In this episode of “Horizonte,” we spoke with Dr. Edward Vargas, Associate Professor at ASU’s School of Transborder Studies, and Delia Salvatierra, an immigration attorney at the Salvatierra Law Group, about the deportation efforts.

“I think there is a tremendous amount of confusion, which is exactly what these policies intend to do,” Salvatierra said. “Folks are scared, folks are afraid, especially people who have been here for a very long time and stand to be swept up in deportation proceedings, to be separated from their American children, not knowing what the long-term outcome goals of the new administration will have as an impact on their daily life.”

Dr.
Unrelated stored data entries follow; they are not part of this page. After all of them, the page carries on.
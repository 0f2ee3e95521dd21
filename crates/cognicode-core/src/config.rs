//! Engine configuration, loadable from TOML.
//!
//! Every section and field is optional in the file; missing values take the
//! defaults below.
//!
//! ```toml
//! [search]
//! exploration_weight = 1.41
//! candidates_per_expansion = 3
//! seed = 7
//!
//! [sandbox]
//! interpreter = "python3"
//! timeout_ms = 2000
//! syntax_policy = "repair_incomplete_block"
//!
//! [generator]
//! max_attempts = 3
//! backoff_base_ms = 500
//! ```

use std::path::Path;

use serde::{Deserialize, Serialize};

use crate::error::{Result, SynthError};
use crate::generator::RetryConfig;
use crate::sandbox::SandboxConfig;
use crate::tree::DEFAULT_EXPLORATION_WEIGHT;

/// Search-loop parameters.
#[derive(Debug, Clone, Serialize, Deserialize, PartialEq)]
#[serde(default)]
pub struct SearchConfig {
    /// UCB1 exploration constant.
    pub exploration_weight: f64,
    /// Candidates requested from the generator per expansion.
    pub candidates_per_expansion: usize,
    /// Seed for the expansion RNG. Random when unset.
    pub seed: Option<u64>,
}

impl Default for SearchConfig {
    fn default() -> Self {
        Self {
            exploration_weight: DEFAULT_EXPLORATION_WEIGHT,
            candidates_per_expansion: 3,
            seed: None,
        }
    }
}

/// All engine settings.
#[derive(Debug, Clone, Default, Serialize, Deserialize, PartialEq)]
#[serde(default)]
pub struct EngineConfig {
    pub search: SearchConfig,
    pub sandbox: SandboxConfig,
    pub generator: RetryConfig,
}

impl EngineConfig {
    pub fn from_toml_str(s: &str) -> Result<Self> {
        let config: Self = toml::from_str(s)?;
        config.validate()?;
        Ok(config)
    }

    pub fn from_path(path: impl AsRef<Path>) -> Result<Self> {
        let text = std::fs::read_to_string(path)?;
        Self::from_toml_str(&text)
    }

    pub fn with_seed(mut self, seed: u64) -> Self {
        self.search.seed = Some(seed);
        self
    }

    pub fn validate(&self) -> Result<()> {
        let w = self.search.exploration_weight;
        if !w.is_finite() || w < 0.0 {
            return Err(SynthError::InvalidConfig(format!(
                "exploration_weight must be a finite non-negative number, got {w}"
            )));
        }
        if self.search.candidates_per_expansion == 0 {
            return Err(SynthError::InvalidConfig(
                "candidates_per_expansion must be at least 1".to_string(),
            ));
        }
        if self.sandbox.timeout_ms == 0 {
            return Err(SynthError::InvalidConfig(
                "sandbox.timeout_ms must be greater than 0".to_string(),
            ));
        }
        if self.sandbox.interpreter.trim().is_empty() {
            return Err(SynthError::InvalidConfig(
                "sandbox.interpreter must not be empty".to_string(),
            ));
        }
        if self.generator.max_attempts == 0 {
            return Err(SynthError::InvalidConfig(
                "generator.max_attempts must be at least 1".to_string(),
            ));
        }
        Ok(())
    }
}

#[cfg(test)]
mod tests {
    use super::*;
    use crate::sandbox::SyntaxPolicy;

    #[test]
    fn test_defaults_are_valid() {
        let cfg = EngineConfig::default();
        cfg.validate().unwrap();
        assert_eq!(cfg.search.candidates_per_expansion, 3);
        assert!((cfg.search.exploration_weight - 1.4142).abs() < 1e-3);
        assert_eq!(cfg.sandbox.timeout_ms, 2_000);
    }

    #[test]
    fn test_partial_toml() {
        let cfg = EngineConfig::from_toml_str(
            r#"
            [search]
            seed = 7

            [sandbox]
            syntax_policy = "strict"
            "#,
        )
        .unwrap();
        assert_eq!(cfg.search.seed, Some(7));
        assert_eq!(cfg.search.candidates_per_expansion, 3);
        assert_eq!(cfg.sandbox.syntax_policy, SyntaxPolicy::Strict);
        assert_eq!(cfg.generator.max_attempts, 3);
    }

    #[test]
    fn test_empty_toml_is_default() {
        assert_eq!(EngineConfig::from_toml_str("").unwrap(), EngineConfig::default());
    }

    #[test]
    fn test_rejects_zero_candidates() {
        let err = EngineConfig::from_toml_str("[search]\ncandidates_per_expansion = 0\n")
            .unwrap_err();
        assert!(matches!(err, SynthError::InvalidConfig(_)));
    }

    #[test]
    fn test_rejects_negative_exploration() {
        let mut cfg = EngineConfig::default();
        cfg.search.exploration_weight = -1.0;
        assert!(cfg.validate().is_err());
        cfg.search.exploration_weight = f64::NAN;
        assert!(cfg.validate().is_err());
    }

    #[test]
    fn test_rejects_zero_timeout() {
        let mut cfg = EngineConfig::default();
        cfg.sandbox.timeout_ms = 0;
        assert!(cfg.validate().is_err());
    }

    #[test]
    fn test_malformed_toml_is_parse_error() {
        let err = EngineConfig::from_toml_str("[search\n").unwrap_err();
        assert!(matches!(err, SynthError::ConfigParse(_)));
    }

    #[test]
    fn test_from_path() {
        let dir = tempfile::tempdir().unwrap();
        let path = dir.path().join("cognicode.toml");
        std::fs::write(&path, "[sandbox]\ntimeout_ms = 750\n").unwrap();
        let cfg = EngineConfig::from_path(&path).unwrap();
        assert_eq!(cfg.sandbox.timeout_ms, 750);
    }
}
Vargas said he is seeing varying things in different communities, but all aspects of society and our communities are impacted in some way or another by President Trump’s immigration policies.

“The executive orders translate ICE memoranda and those memoranda enforce that the priorities for arresting undocumented people are the following: National security threats, gang members, individuals who are non-citizens who will have committed crimes, individuals who have been ordered deported by an immigration judge and have not departed, and finally those who have been deported and returned illegally and are in the country,” Salvatierra said. “Those are the priorities simply because those, according to the new administration, pose the greatest threat to national security, they are the biggest bang for the buck that they’re going to get on their limited resources in detaining those types of individuals.”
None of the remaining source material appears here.